Originally Posted by
bloodmuffins
I feel this so much.
I have social anxiety disorder and overall high levels of anxiety in general. The general anxiety has gotten to a level where I feel it interferes with my life and causes me some distress, so I think it could be diagnosed as something. I'm just not sure what exactly. You'd think generalized anxiety disorder, but I feel that my symptoms don't match up with it all the way. So I don't know. I just know that I have way more anxiety than I should have and it totally sucks.
I too suffer from Social Anxiety (diagnosed General Anxiety disorder) which is crippling to any future personal growth. I find that it only manages to anger me and take a blow at my pride and selfesteem because I can’t get over this problem only causing more anxiety and the cycle repeats itself.

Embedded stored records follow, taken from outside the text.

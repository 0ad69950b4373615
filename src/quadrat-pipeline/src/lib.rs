//! A two-stage pipeline that fans equation solving out over a pool
//! of worker threads.
//!
//! # Motivation
//!
//! Parsing and solving a single equation is cheap, but the input may
//! carry very many of them. The pipeline keeps one thread splitting
//! the input into records, a pool of solvers consuming them, and one
//! thread emitting results, with lock-free queues in between so no
//! hot-path transfer ever takes a lock.
//!
//! # Design
//!
//! Records flow producer → stage A → solvers → stage B → printer.
//! Each [`Stage`] pairs a bounded queue with a remaining-producer
//! counter, so downstream threads can distinguish "momentarily empty"
//! from "no more items will ever arrive" without sentinel values in
//! the data channel. All threads are spawned up front and joined at
//! shutdown; waiting is always a spin with a cooperative yield.

#![deny(rust_2018_idioms, rustdoc::broken_intra_doc_links)]
#![forbid(unsafe_code)]

mod chunks;
pub use chunks::fixed_chunks;

mod stage;
pub use stage::Stage;

mod pipeline;
pub use pipeline::Pipeline;
use std::io;

use clap::Parser;
use quadrat_pipeline::Pipeline;

mod cli;
use cli::Cli;

#[global_allocator]
static GLOBAL: mimalloc::MiMalloc = mimalloc::MiMalloc;

fn main() -> eyre::Result<()> {
    let cli = Cli::parse();

    cli.verbosity.setup()?;

    let mut pipeline = Pipeline::new();
    if let Some(workers) = cli.workers {
        pipeline = pipeline.workers(workers);
    }

    pipeline.run(&cli.tokens, io::stdout())?;

    Ok(())
}
use std::sync::atomic::{AtomicU32, Ordering};

use quadrat_queue::Queue;

/// One hop of the pipeline: a bounded queue plus a remaining-producer
/// counter.
///
/// The counter gives the stage an observable, monotonic completion
/// state without sentinel values flowing through the data channel: a
/// consumer that sees [`Stage::is_done`] return `true` knows that no
/// item will ever arrive again.
pub struct Stage<T> {
    queue: Queue<T>,
    producers: AtomicU32,
}

impl<T> Stage<T> {
    /// Creates a stage fed by `producers` upstream threads.
    ///
    /// # Panics
    ///
    /// Panics when `capacity` is not a nonzero power of two.
    pub fn new(capacity: usize, producers: u32) -> Self {
        Self {
            queue: Queue::new(capacity),
            producers: AtomicU32::new(producers),
        }
    }

    /// Inserts an item, spinning until queue space frees up.
    pub fn enqueue(&self, value: T) {
        self.queue.enqueue(value);
    }

    /// Attempts one non-blocking removal.
    pub fn try_dequeue(&self) -> Option<T> {
        self.queue.try_dequeue()
    }

    /// Signals that one producer thread will emit no more items.
    ///
    /// Must be called exactly once per producer, on the producer's
    /// own thread after its final enqueue; the completion guarantee
    /// of [`Stage::is_done`] rests on that program order.
    ///
    /// # Panics
    ///
    /// Panics when called more times than there are producers.
    pub fn done(&self) {
        let prev = self.producers.fetch_sub(1, Ordering::AcqRel);
        assert!(prev != 0, "done() called more times than there are producers");
    }

    /// Whether all producers finished and everything they emitted has
    /// been consumed. Once `true`, stays `true`.
    pub fn is_done(&self) -> bool {
        // Producer count first: a producer's enqueues precede its
        // done() in program order, so a zero count means no enqueue
        // can be in flight behind the emptiness check.
        self.producers.load(Ordering::Acquire) == 0 && self.queue.is_empty()
    }

    /// Whether the inner queue currently holds no items.
    pub fn is_empty(&self) -> bool {
        self.queue.is_empty()
    }
}
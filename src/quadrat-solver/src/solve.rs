use std::array;

use crate::{Coefficients, Equation, Roots, Solution};

fn parse_coefficients(equation: &Equation) -> Coefficients {
    // str::parse rejects trailing garbage and out-of-range values,
    // which is exactly the lenience we want: bad tokens simply
    // become missing coefficients.
    array::from_fn(|i| equation[i].as_deref().and_then(|token| token.parse().ok()))
}

fn solve_linear(coefficients: Coefficients, b: i64, c: i64) -> Solution {
    let roots = if b == 0 {
        if c == 0 {
            Roots::All
        } else {
            Roots::None
        }
    } else {
        Roots::One(-(c as f64) / b as f64)
    };

    Solution {
        coefficients,
        roots,
        xmin: None,
    }
}

/// Solves one equation record.
///
/// Pure and stateless; safe to call from any number of threads
/// simultaneously.
pub fn solve(equation: &Equation) -> Solution {
    let coefficients = parse_coefficients(equation);

    let [Some(a), Some(b), Some(c)] = coefficients else {
        return Solution {
            coefficients,
            roots: Roots::Invalid,
            xmin: None,
        };
    };

    if a == 0 {
        return solve_linear(coefficients, b, c);
    }

    // Work with the root sum and product instead of raw coefficients
    // so that large i64 values stay well inside f64 range.
    let sum = -(b as f64) / a as f64;
    let product = c as f64 / a as f64;
    let xmin = sum / 2.0;

    let discriminant = sum * sum - 4.0 * product;
    if discriminant < 0.0 {
        return Solution {
            coefficients,
            roots: Roots::None,
            xmin: Some(xmin),
        };
    }

    let sqrt_d = discriminant.sqrt();
    Solution {
        coefficients,
        roots: Roots::Two((sum + sqrt_d) / 2.0, (sum - sqrt_d) / 2.0),
        xmin: Some(xmin),
    }
}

I also have depression, but it’s getting better with time, though I have been dangerously close to a relapse in December.

Originally Posted by
bloodmuffins
I've also highly suspected that I have borderline personality disorder for the last five-ish years. At the very least I have borderline symptoms, if not the full-blown disorder. I've never seen anyone about it though. Again, related to social anxiety, I have huge fears of approaching a therapist and saying, Hey, I think I have this thing because I experience X Y and Z. What if they tell me I'm wrong? What if they think I'm stupid? Not to mention, I feel like BPD is seen as a "bad guy" disorder. People with BPD tend to act out and be difficult to deal with. I've seen so many books at Barnes and Noble aimed at helping significant others of people with BPD deal with having someone like that in their lives, but very few actually directed toward the BPD person themselves. I don't want to be seen as a bad person =\
Are you sure we’re not related because that is very similar to how I feel. I have already have so many ignorant people around me see me as a monster for my past actions over the summer, and I don’t want that to be what they think of me when they hear my name….
Isn’t it funny when you fight back injustice that you are called a monster for how cruel they’ve shaped you…
But I was pushed to a point and it only takes one push to make me fall off the edge.
It’s come to the point where my own behavior disturbs me… it’s getting out of control…and sometimes I feel my sanity slipping with the stress... as if my own personal demons are back to bite me, fighting for control. I know form reading this this makes no sense to you guys, but it is the best way I can explain it….
I was treated for this with Prozac once… when I was hospitalized but it wasn’t for that… (My deviantart journals *user name Ghouletic* explains why) it only seemed to make sleep impossible and turned me into the T-1000 terminator. No emotion, just a machine.
Going there lost my faith in that kind of help….it makes you feel less than human. So I figured, the only way to live is to find my own guidance. The one thing I do have to say is that going there changed my outlook on life.
"See my shadow changing, Stretching up and over me,Soften this old armor, Hoping I can clear the way,By stepping through my shadow, Coming out the other side, Step into the shadow, Forty six and two are just ahead of me.”